This sis particularly valuable in compositions used in hard water when the soap acts
as a supplementary builder.
[0044] Detergency builder materials may be selected from
1) calcium sequestrant materials,
2) precipitating materials,
3) calcium ion-exchange materials and
4) mixtures thereof.
[0045] Examples of calcium sequestrant builder materials include alkali metal polyphosphates,
such as sodium tripolyphosphate; nitrilotriacetic acid and its water-soluble salts;
the akali metal salts of carboxymethyloxy succinic acid, ethylene diamine tetraacetic
acid, oxydisuccinic acid, mellitic acid, benzene polycarboxylic acids, citric acid;
and polyacetal carboxylates as disclosed in US patents 4,144,226 and 4,146,495.
[0046] Examples of precipitating builder materials include sodium orthophosphate, sodium
carbonate and long chain fatty acid soaps.
[0047] Examples of calcium ion-exchange builder materials include the various types of,
water-insoluble crystalline or amorphous aluminosilicates, of which zeolites are the
best known representatives, e.g. zeolites X, Y and A. In particular, the compositions
of the invention may contain any one of the organic or inorganic builder materials,
such as sodium or potassium tripolyphosphate, sodium or potassium pyrophosphate, sodium
or potassium orthophosphate, sodium carbonate, the sodium salt of nitrilotriacetic
acid, sodium citrate, carboxymethyl malonate, carboxymethyloxy succinate and the water-insoluble
crystalline or amorphous aluminosilicate builder materials, or mixtures thereof.
[0048] These builder materials may be present at a level of, for example, from 5 to 80%
by weight, preferably from 10 to 60% by weight.

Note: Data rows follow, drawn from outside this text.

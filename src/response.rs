use serde::Serialize;
use utoipa::ToSchema;

#[derive(Debug, Serialize, ToSchema, Clone, PartialEq)]
#[serde(rename_all = "camelCase")]
pub struct Meta {
    pub page: Option<i64>,
    pub limit: Option<i64>,
    pub total: Option<i64>,
    pub has_more: Option<bool>,
}

impl Meta {
    /// Pagination metadata for a page that returned `returned` rows out of `total`.
    pub fn new(page: i64, limit: i64, total: i64, returned: usize) -> Self {
        let offset = (page - 1) * limit;
        Self {
            page: Some(page),
            limit: Some(limit),
            total: Some(total),
            has_more: Some(offset + (returned as i64) < total),
        }
    }

    pub fn empty() -> Self {
        Self {
            page: None,
            limit: None,
            total: None,
            has_more: None,
        }
    }
}

#[derive(Debug, Serialize, ToSchema)]
pub struct ApiResponse<T> {
    pub success: bool,
    pub message: String,
    pub data: Option<T>,
    #[serde(skip_serializing_if = "Option::is_none")]
    pub meta: Option<Meta>,
}

impl<T: Serialize> ApiResponse<T> {
    pub fn success(message: impl Into<String>, data: T, meta: Option<Meta>) -> Self {
        Self {
            success: true,
            message: message.into(),
            data: Some(data),
            meta,
        }
    }

    /// Wrap the payload in another type, keeping the message and metadata.
    pub fn map<U: Serialize>(self, f: impl FnOnce(T) -> U) -> ApiResponse<U> {
        ApiResponse {
            success: self.success,
            message: self.message,
            data: self.data.map(f),
            meta: self.meta,
        }
    }
}

#[cfg(test)]
mod tests {
    use super::*;

    #[test]
    fn has_more_is_false_on_last_page() {
        let meta = Meta::new(2, 8, 12, 4);
        assert_eq!(meta.has_more, Some(false));
    }

    #[test]
    fn has_more_is_true_when_rows_remain() {
        let meta = Meta::new(1, 2, 5, 2);
        assert_eq!(meta.has_more, Some(true));
    }
}
use serde_json::Value;
use uuid::Uuid;

use crate::{db::DbPool, error::AppResult};

pub async fn log_audit(
    pool: &DbPool,
    user_id: Option<&str>,
    action: &str,
    resource: Option<&str>,
    metadata: Option<Value>,
) -> AppResult<()> {
    let id = Uuid::new_v4();
    sqlx::query(
        r#"
        INSERT INTO audit_logs (id, user_id, action, resource, metadata)
        VALUES ($1, $2, $3, $4, $5)
        "#,
    )
    .bind(id)
    .bind(user_id)
    .bind(action)
    .bind(resource)
    .bind(metadata)
    .execute(pool)
    .await?;

    Ok(())
}

/// Record an audit entry, logging instead of failing when the insert errors.
pub async fn record(
    pool: &DbPool,
    user_id: &str,
    action: &str,
    resource: &str,
    metadata: Value,
) {
    if let Err(err) = log_audit(pool, Some(user_id), action, Some(resource), Some(metadata)).await {
        tracing::warn!(error = %err, action, "audit log failed");
    }
}
use axum::{
    Json, Router,
    extract::{Query, State},
    routing::get,
};

use crate::{
    dto::analytics::{AnalyticsQuery, AnalyticsSnapshot},
    error::AppResult,
    middleware::auth::AuthUser,
    response::ApiResponse,
    services::analytics_service,
    state::AppState,
};

pub fn router() -> Router<AppState> {
    Router::new().route("/", get(analytics))
}

#[utoipa::path(
    get,
    path = "/api/analytics",
    params(AnalyticsQuery),
    responses(
        (status = 200, description = "Dashboard rollups", body = ApiResponse<AnalyticsSnapshot>),
        (status = 401, description = "Missing or invalid token"),
        (status = 403, description = "userId does not match the token"),
    ),
    security(("bearer_auth" = [])),
    tag = "Analytics"
)]
pub async fn analytics(
    State(state): State<AppState>,
    user: AuthUser,
    Query(query): Query<AnalyticsQuery>,
) -> AppResult<Json<ApiResponse<AnalyticsSnapshot>>> {
    // Without userId the snapshot covers the whole marketplace.
    let seller_id = match query.user_id.as_deref().map(str::trim).filter(|id| !id.is_empty()) {
        Some(requested) => Some(user.resolve(Some(requested))?),
        None => None,
    };
    let resp = analytics_service::snapshot(&state, seller_id).await?;
    Ok(Json(resp))
}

[0049] Apart from the components already mentioned, the detergent compositions of the invention
can contain any of the conventional additives in the amounts in which such materials
are normally employed in fabric washing detergent compositions. Examples of these
additives include lather boosters, such as alkanol amides, particularly the monoethanol
amides derived from palmkernel fatty acids and coconut fatty acids; lather depressants,
such as alkyl phosphates and silicones; anti-redeposition agents, such as sodium carboxymethyl
cellulose and alkyl or substituted alkyl cellulose ethers; peroxide stabilizers, such
as ethylene diamine tetraacetic acid, ethylene diamine tetra(methylene phosphonic
acid) and diethylene triamine penta(methylene phosphonic acids, inorganic salts, such
as sodium sulphate, and, usually present in very small amounts, fluorescent agents,
perfumes, germicides, colourants and enzymes, such as proteases, cellulases, lipases
and amylases.
[0050] Other useful additives are polymeric materials, such as polyacrylic acid, polyethylene
glycol and the copolymers (meth)acrylic acid and maleic acid, which may also be incorporated
to function as auxiliary builders together with any of the principal detergency builders,
such as the polyphosphates, aluminosilicates and the like.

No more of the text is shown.